He has, however, also demonstrated the fact that in relation to the
rigidity—the formalism—with which the traditions of the social order
have hitherto always been preserved, and will continue to be preserved
in the future, society itself is not as a rule in a position to
distinguish between the criminal and the useful revolutionary. This is
made manifest by the study of the researches undertaken by Lombroso for
his description of the political criminal (1890) and of anarchism
(1849). His examination of the part played in social life by the
political or social genius leads him to formulate a theory regarding the
acceleration of social evolution. Genius brings to pass the revolution
for which the way has been prepared by evolution; the criminal merely
produces revolts.

Thus, in my opinion, we owe to Lombroso the recognition of a fact of
enormous importance—namely, that many disturbances and also many
advances in social life (crime, genius, and revolution) are brought
about, not by economic or other social influences, but by the natural
variability of the species, _homo sapiens_. (Be it noted that Lombroso
contrasts with _homo sapiens_, _homo delinquens_; while he classes the
latter with _homo neanderthalensis_.) To the sociologist it is a matter
of indifference whether certain classes of varieties are termed
degenerative or not. About this point it is for the biologists to come
to an agreement, but in doing so they must not ignore Lombroso’s
anthropological and morphological researches.

No detailed exposition is requisite to show how remote this method of
causal explanation of social phenomena is from the hypothesis that
refers the whole past course of social evolution to the class war, or
regards the class war as the sole factor of importance in the making of
the future. From the standpoint of Lombroso, a moral organization which
would transform its advocates from fighters for the interests of the
community to fighters for the exclusive interests of a class would be
condemned simply as moral insanity.[37] In his work on the anarchists he
expresses himself in this sense (p. 16), here, indeed, with reference to
the governments, which in their political activity are not concerned
exclusively with the interests of a particular class.

He has shown how nature produces socially important differentiations
altogether apart from the co-operation of socially causative factors.
The most important of these differentiations, that between the two
sexes, was described by him exhaustively in the first part of his work
on the female criminal and the prostitute; here, also, he discusses
fully the significance of the natural organization of woman for social
life in relation to motherhood.

His description of the natural organization of woman is only one part of
the important contributions of Lombroso to sociology.

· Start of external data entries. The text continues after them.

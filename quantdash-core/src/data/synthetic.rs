//! Synthetic candles for offline use, tests, and benchmarks.

use chrono::{DateTime, Duration, TimeZone, Utc};
use rand::rngs::StdRng;
use rand::{Rng, SeedableRng};

use crate::domain::Candle;

/// Build daily candles from a close series.
///
/// Plausible OHLC: open = previous close (or close for the first candle),
/// high = max(open, close) + 1.0, low = min(open, close) - 1.0, volume = 1000.
/// Times are consecutive days starting 2024-01-02 UTC.
pub fn candles_from_closes(closes: &[f64]) -> Vec<Candle> {
    let base = Utc
        .with_ymd_and_hms(2024, 1, 2, 0, 0, 0)
        .single()
        .unwrap_or_default();
    closes
        .iter()
        .enumerate()
        .map(|(i, &close)| {
            let open = if i == 0 { close } else { closes[i - 1] };
            Candle {
                time: base + Duration::days(i as i64),
                open,
                high: open.max(close) + 1.0,
                low: open.min(close) - 1.0,
                close,
                volume: 1000.0,
            }
        })
        .collect()
}

/// Generate a random-walk candle series.
///
/// Deterministic per symbol: the RNG seed is derived from the symbol name, so
/// the same symbol always charts the same way. Starts at 100.0 with daily
/// returns uniform in ±3%.
pub fn synthetic_candles(
    symbol: &str,
    start: DateTime<Utc>,
    count: usize,
    step: Duration,
) -> Vec<Candle> {
    let seed = blake3::hash(symbol.as_bytes());
    let mut rng = StdRng::from_seed(*seed.as_bytes());

    let mut candles = Vec::with_capacity(count);
    let mut price = 100.0_f64;
    let mut time = start;

    for _ in 0..count {
        let ret: f64 = rng.gen_range(-0.03..0.03);
        let open = price;
        let close = price * (1.0 + ret);
        let high = open.max(close) * (1.0 + rng.gen_range(0.0..0.01));
        let low = open.min(close) * (1.0 - rng.gen_range(0.0..0.01));
        let volume = rng.gen_range(500_000.0..5_000_000.0_f64).round();

        candles.push(Candle {
            time,
            open,
            high,
            low,
            close,
            volume,
        });

        price = close;
        time += step;
    }

    candles
}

With regard to the natural differentiation of human beings, his work is
summarized in the succeeding paragraphs (I do not think it necessary to
refer here to the numerous passages in his works in which he elaborates,
in greater or less detail, the views I am about to describe; for my
account is based, in addition, more especially upon the direct exchange
of ideas, by word of mouth and by correspondence, during an intimacy of
many years’ duration):

Human beings are differentiated—horizontally, as it were—into tribes and
nations in consequence of original variability, in consequence of
selective œcological factors (soil and climate), and in consequence of
wars, expulsions, and migrations.

This differentiation—greatly influenced by social factors, such as
colonization, miscegenation, etc.—becomes organic, and this organic
differentiation is of very great social importance.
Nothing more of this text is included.